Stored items
◆ ◆ ◆ ◆
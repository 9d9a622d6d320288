//! Alert policy
//!
//! Decides, per bus event, whether new content deserves the audible cue, and
//! tracks the visual "ringing" state. All state is per session and lives in
//! one [`AlertPolicy`]; a new policy is a remount.
//!
//! The cue fires for a full event only when every condition holds:
//!
//! 1. the unread count or the total message count grew since the last full
//!    event
//! 2. the session is not suppressing its own action
//! 3. the newest message is strictly newer than the watermark
//! 4. sound is enabled
//!
//! The watermark only moves when content is announced. Count-only relay
//! events update the ringing count and nothing else.

use super::bus::BusEvent;
use super::cue::{CueController, PlayOutcome};
use chrono::{DateTime, Utc};
use std::sync::{Arc, Mutex, MutexGuard, PoisonError};

/// Newest timestamp already announced in this session
pub type Watermark = Option<DateTime<Utc>>;

/// Own-action suppression, a two-state machine
#[derive(Debug, Clone, Copy, PartialEq, Eq, Default)]
pub enum Suppression {
    #[default]
    Idle,
    /// The next full event came from this session's own mutation
    Suppressing,
}

/// Per-session alert state
#[derive(Debug, Clone, Default, PartialEq, Eq)]
pub struct AlertState {
    /// Newest timestamp already announced
    pub watermark: Watermark,
    pub suppression: Suppression,
    /// Notification surface opened this session
    pub acknowledged: bool,
    /// Unread count seen on the last full event
    pub last_unread: usize,
    /// Message count seen on the last full event
    pub last_total: usize,
    /// Latest known unread count, from any event
    pub unread: usize,
}

/// What the policy did with one event
#[derive(Debug, Clone, Copy, PartialEq, Eq)]
pub enum AlertDecision {
    /// New content; the cue was asked to play
    Announced(PlayOutcome),
    /// New content, but it was this session's own action
    Suppressed,
    /// New content, but sound is switched off
    Muted,
    /// Nothing grew, or nothing is newer than the watermark
    NothingNew,
    /// Relay event; only the count was taken
    CountOnly,
}

impl AlertDecision {
    pub fn is_announced(&self) -> bool {
        matches!(self, AlertDecision::Announced(_))
    }
}

/// Alert policy for one client session
pub struct AlertPolicy {
    state: Mutex<AlertState>,
    cue: Arc<CueController>,
}

impl AlertPolicy {
    pub fn new(cue: Arc<CueController>) -> Self {
        Self {
            state: Mutex::new(AlertState::default()),
            cue,
        }
    }

    fn lock(&self) -> MutexGuard<'_, AlertState> {
        self.state.lock().unwrap_or_else(PoisonError::into_inner)
    }

    pub fn cue(&self) -> &Arc<CueController> {
        &self.cue
    }

    /// Copy of the current state
    pub fn state(&self) -> AlertState {
        self.lock().clone()
    }

    pub fn watermark(&self) -> Watermark {
        self.lock().watermark
    }

    pub fn unread(&self) -> usize {
        self.lock().unread
    }

    /// Evaluate one bus event
    pub fn observe(&self, event: &BusEvent) -> AlertDecision {
        let decision = {
            let mut state = self.lock();
            state.unread = event.unread_count;

            let Some(messages) = event.messages.as_deref() else {
                return AlertDecision::CountOnly;
            };

            let grew = event.unread_count > state.last_unread || messages.len() > state.last_total;
            let newest = event.max_timestamp();
            let newer = match (newest, state.watermark) {
                (Some(newest), Some(watermark)) => newest > watermark,
                (Some(_), None) => true,
                (None, _) => false,
            };

            let decision = if !grew {
                AlertDecision::NothingNew
            } else if state.suppression == Suppression::Suppressing {
                AlertDecision::Suppressed
            } else if !newer {
                AlertDecision::NothingNew
            } else if !self.cue.is_enabled() {
                AlertDecision::Muted
            } else {
                // Outcome filled in once the lock is released
                state.watermark = newest;
                AlertDecision::Announced(PlayOutcome::Blocked)
            };

            state.last_unread = event.unread_count;
            state.last_total = messages.len();
            state.suppression = Suppression::Idle;
            decision
        };

        let decision = match decision {
            AlertDecision::Announced(_) => AlertDecision::Announced(self.cue.play()),
            other => other,
        };
        tracing::debug!(unread = event.unread_count, decision = ?decision, "Alert evaluated");
        decision
    }

    /// Visual alert: unread content the user has not acknowledged
    pub fn is_ringing(&self) -> bool {
        let state = self.lock();
        state.unread > 0 && !state.acknowledged
    }

    /// The notification surface was opened; stop ringing for this session
    pub fn acknowledge(&self) {
        self.lock().acknowledged = true;
    }

    /// Suppress the cue for the next full event (own mutation)
    pub fn suppress_next(&self) {
        self.lock().suppression = Suppression::Suppressing;
    }

    /// Drop a pending suppression (the mutation it covered failed)
    pub fn release_suppression(&self) {
        self.lock().suppression = Suppression::Idle;
    }
}

#[cfg(test)]
mod tests {
    use super::*;
    use crate::inbox::{AccountSnapshot, Message, MessageKind};
    use crate::sync::cue::SilentCue;
    use chrono::TimeZone;

    fn at(secs: i64) -> DateTime<Utc> {
        Utc.timestamp_opt(1_700_000_000 + secs, 0).unwrap()
    }

    fn msg(id: &str, secs: i64, unread: bool) -> Message {
        let m = Message::new(MessageKind::Admin, id)
            .with_id(id)
            .with_created_at(at(secs));
        if unread {
            m
        } else {
            m.read()
        }
    }

    fn full(messages: Vec<Message>) -> BusEvent {
        BusEvent::full(AccountSnapshot::new(messages))
    }

    fn armed_policy() -> (AlertPolicy, Arc<SilentCue>) {
        let cue = Arc::new(SilentCue::new());
        let controller = Arc::new(CueController::new(cue.clone()));
        controller.arm();
        (AlertPolicy::new(controller), cue)
    }

    #[test]
    fn test_first_and_repeated_snapshot() {
        let (policy, cue) = armed_policy();
        let event = full(vec![msg("m1", 1, true)]);

        assert_eq!(
            policy.observe(&event),
            AlertDecision::Announced(PlayOutcome::Played)
        );
        assert_eq!(policy.watermark(), Some(at(1)));

        assert_eq!(policy.observe(&event), AlertDecision::NothingNew);
        assert_eq!(cue.plays(), 1);
        assert_eq!(policy.watermark(), Some(at(1)));
    }

    #[test]
    fn test_new_message_advances_watermark() {
        let (policy, cue) = armed_policy();
        policy.observe(&full(vec![msg("m1", 1, true)]));
        let decision = policy.observe(&full(vec![msg("m2", 2, true), msg("m1", 1, true)]));

        assert!(decision.is_announced());
        assert_eq!(policy.watermark(), Some(at(2)));
        assert_eq!(cue.plays(), 2);
    }

    #[test]
    fn test_growth_without_newer_content_is_silent() {
        let (policy, cue) = armed_policy();
        policy.observe(&full(vec![msg("m2", 2, true)]));
        // An older message shows up later
        let decision = policy.observe(&full(vec![msg("m2", 2, true), msg("m1", 1, true)]));

        assert_eq!(decision, AlertDecision::NothingNew);
        assert_eq!(cue.plays(), 1);
    }

    #[test]
    fn test_suppression_covers_exactly_one_full_event() {
        let (policy, cue) = armed_policy();
        policy.observe(&full(vec![msg("m1", 1, false)]));

        policy.suppress_next();
        // Count-only events do not consume the suppression
        assert_eq!(
            policy.observe(&BusEvent::count_only(3)),
            AlertDecision::CountOnly
        );
        assert_eq!(policy.state().suppression, Suppression::Suppressing);

        let decision = policy.observe(&full(vec![msg("m2", 2, true), msg("m1", 1, false)]));
        assert_eq!(decision, AlertDecision::Suppressed);
        assert_eq!(policy.state().suppression, Suppression::Idle);
        assert_eq!(cue.plays(), 1);
    }

    #[test]
    fn test_muted_does_not_advance_watermark() {
        let cue = Arc::new(SilentCue::new());
        let controller = Arc::new(CueController::new(cue.clone()));
        controller.arm();
        controller.set_enabled(false).unwrap();
        let policy = AlertPolicy::new(controller.clone());

        assert_eq!(
            policy.observe(&full(vec![msg("m1", 1, true)])),
            AlertDecision::Muted
        );
        assert_eq!(policy.watermark(), None);
        assert_eq!(cue.plays(), 0);
    }

    #[test]
    fn test_unarmed_announcement_still_advances_watermark() {
        let controller = Arc::new(CueController::new(Arc::new(SilentCue::new())));
        let policy = AlertPolicy::new(controller);

        assert_eq!(
            policy.observe(&full(vec![msg("m1", 1, true)])),
            AlertDecision::Announced(PlayOutcome::Blocked)
        );
        assert_eq!(policy.watermark(), Some(at(1)));
    }

    #[test]
    fn test_ringing_and_acknowledge() {
        let (policy, _) = armed_policy();
        assert!(!policy.is_ringing());

        policy.observe(&BusEvent::count_only(2));
        assert!(policy.is_ringing());

        policy.acknowledge();
        assert!(!policy.is_ringing());
        policy.observe(&full(vec![msg("m9", 9, true)]));
        assert!(!policy.is_ringing());
    }

    #[test]
    fn test_count_only_leaves_baselines() {
        let (policy, _) = armed_policy();
        policy.observe(&BusEvent::count_only(5));
        let state = policy.state();
        assert_eq!(state.unread, 5);
        assert_eq!(state.last_unread, 0);
        assert_eq!(state.last_total, 0);
        assert_eq!(state.watermark, None);
    }
}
◆ ◆ ◆ ◆
● What needs to be done
Each line in the records that carries "SilentCue" must be copied out.

● Exercise result
    use crate::sync::cue::SilentCue;
    fn armed_policy() -> (AlertPolicy, Arc<SilentCue>) {
        let cue = Arc::new(SilentCue::new());
        let cue = Arc::new(SilentCue::new());
        let controller = Arc::new(CueController::new(Arc::new(SilentCue::new())));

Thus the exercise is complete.